While the United States and Germany are browbeating Serbia into the last leg of surrendering Kosovo to the narco-terrorist mafia demanding it, the latter are beating up female missionaries.

It happened this past November, and for almost two weeks was kept quiet and out of the news. And it happened in the very capital of our Kosovo “success,” Pristina. The Albanian perpetrators attacked Americans, their stubbornly eternal benefactors at Christian-Orthodox expense. (And of course at the expense of local Roma, Turk, Bosniak, Ashkali and Gorani Muslims who were just fine with rule from Belgrade.) When the news did finally get out, via an AP report, it was carried only locally and in Utah:

2 LDS sister missionaries attacked in Kosovo (Fox 13 Now, Nov. 13, 2013)

SALT LAKE CITY — Two American missionaries for The Church of Jesus Christ of Latter-day Saints were attacked in Kosovo; it happened in the city of Pristina ten days ago, but news reports of the beating just surfaced late Wednesday afternoon.

The incident is being tied to terrorism and the suspects responsible have been arrested.

[An actual arrest is unusual for Kosovo; then again, the victims weren’t among Kosovo’s ethnic minorities, so they count for something.]

Fox 13 News has learned two sister missionaries were beaten by Albanians, who are also tied to plotting a terrorist attack. The LDS Church said the two young women are out of harm’s way and doing OK.

[Also unusual: This local Fox affiliate actually identified the perpetrators directly as Albanians.]

Kosovo is tucked away in the Eastern block of Europe; the country is no stranger to political strife. Video from 2004 shows the break-away Balkan territory suffering from bombings, protests and riots. Civil unrest was not uncommon during that time, and today there are growing concerns about the rise of Islamic extremism in the country.

[Now there’s a nice, neutral way of putting it. Why provide readers/viewers context for what just happened to their fellow Mormons, such as being specific about who was rioting and hurling those Molotov cocktails in 2004? Specifically, Albanians continuing their ethnic and religious purification process while sending a message to the internationals to hurry up with the hand-over of the cleansed Serbian territory.]

Six Albanians suspected of plotting a terrorist attack were arrested ten days ago, and authorities believe two of them beat two sister missionaries in the capital city of Pristina on Nov. 3.

The LDS Church released a statement saying, “We can confirm two sister missionaries were beaten in Kosovo and have been moved out of the area.

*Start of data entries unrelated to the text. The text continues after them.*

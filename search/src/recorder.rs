//! Path/graph recorder: an arena of explored nodes.
//!
//! Nodes are created once, never removed, and only ever gain children.
//! Node ids are arena indices, so creation order is id order.

use blocks_kernel::domain::state::BlocksState;
use blocks_kernel::operators::action::Action;

use crate::outcome::{SolutionPath, Step};

/// Arena index of a node.
pub type NodeId = usize;

/// One explored `(state, depth)` occurrence.
#[derive(Debug, Clone, PartialEq, Eq)]
pub struct Node {
    pub id: NodeId,
    pub parent: Option<NodeId>,
    pub children: Vec<NodeId>,
    /// The action that produced this node; `None` for the root.
    pub action: Option<Action>,
    pub description: Option<String>,
    pub depth: u32,
    pub target_match: bool,
    pub state: BlocksState,
}

/// Single-writer node arena.
#[derive(Debug, Clone, Default)]
pub struct Recorder {
    nodes: Vec<Node>,
}

impl Recorder {
    #[must_use]
    pub fn new() -> Self {
        Self::default()
    }

    /// Allocate the next node and link it under `parent`.
    pub fn create_node(
        &mut self,
        state: BlocksState,
        parent: Option<NodeId>,
        action: Option<(Action, String)>,
        depth: u32,
        target_match: bool,
    ) -> NodeId {
        let id = self.nodes.len();
        if let Some(p) = parent.and_then(|p| self.nodes.get_mut(p)) {
            p.children.push(id);
        }
        let (action, description) = match action {
            Some((a, d)) => (Some(a), Some(d)),
            None => (None, None),
        };
        self.nodes.push(Node {
            id,
            parent,
            children: Vec::new(),
            action,
            description,
            depth,
            target_match,
            state,
        });
        id
    }

    #[must_use]
    pub fn node(&self, id: NodeId) -> Option<&Node> {
        self.nodes.get(id)
    }

    #[must_use]
    pub fn nodes(&self) -> &[Node] {
        &self.nodes
    }

    #[must_use]
    pub fn len(&self) -> usize {
        self.nodes.len()
    }

    #[must_use]
    pub fn is_empty(&self) -> bool {
        self.nodes.is_empty()
    }

    /// Node ids from the root down to `id`, inclusive. Empty for an unknown id.
    #[must_use]
    pub fn lineage(&self, id: NodeId) -> Vec<NodeId> {
        let mut chain = Vec::new();
        let mut current = self.nodes.get(id).map(|n| n.id);
        while let Some(cur) = current {
            chain.push(cur);
            current = self.nodes[cur].parent;
        }
        chain.reverse();
        chain
    }

    /// Steps from the root to `id`, in root-to-node order.
    #[must_use]
    pub fn reconstruct_path(&self, id: NodeId) -> SolutionPath {
        SolutionPath::new(
            self.lineage(id)
                .into_iter()
                .filter_map(|n| {
                    let node = &self.nodes[n];
                    Some(Step {
                        action: node.action?,
                        description: node.description.clone()?,
                    })
                })
                .collect(),
        )
    }

    /// Ids of all target-matching nodes, ascending.
    pub fn target_nodes(&self) -> impl Iterator<Item = NodeId> + '_ {
        self.nodes.iter().filter(|n| n.target_match).map(|n| n.id)
    }
}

Gratefully they are making a full recovery.” […]

The video at the link below also uses that oh-so-controversial identifier “…attacked by a group of Albanians.” (As opposed to terms preferred by polite society, like “former Yugoslavs”; “Kosovars”; or “in Serbia.”) The accompanying report mentions that two of the total six arrested reputedly fought alongside Syrian rebels:

2 LDS Sister Missionaries Attacked in Kosovo

Missionairies Attacked Pristina KosovoSALT LAKE CITY — Two suspected terrorists are being held in Kosovo after a Nov. 3 attack on two American women serving as missionaries of The Church of Jesus Christ of Latter-day Saints.

A total of six men were arrested Nov. 5 in connection with an alleged terrorist plot “inspired by extreme Islamist ideology.” Two of the six are suspects in the investigation of the attack on the LDS missionaries, a senior police official involved with the investigation told the Associated Press.

After being treated in Pristina, the two women left Kosovo to return to the mission home in Tirana, Albania, about a three-hour drive. The women are part of the Adriatic South Mission, which includes Kosovo, Albania and Macedonia. [What a lucky assignment for two women!]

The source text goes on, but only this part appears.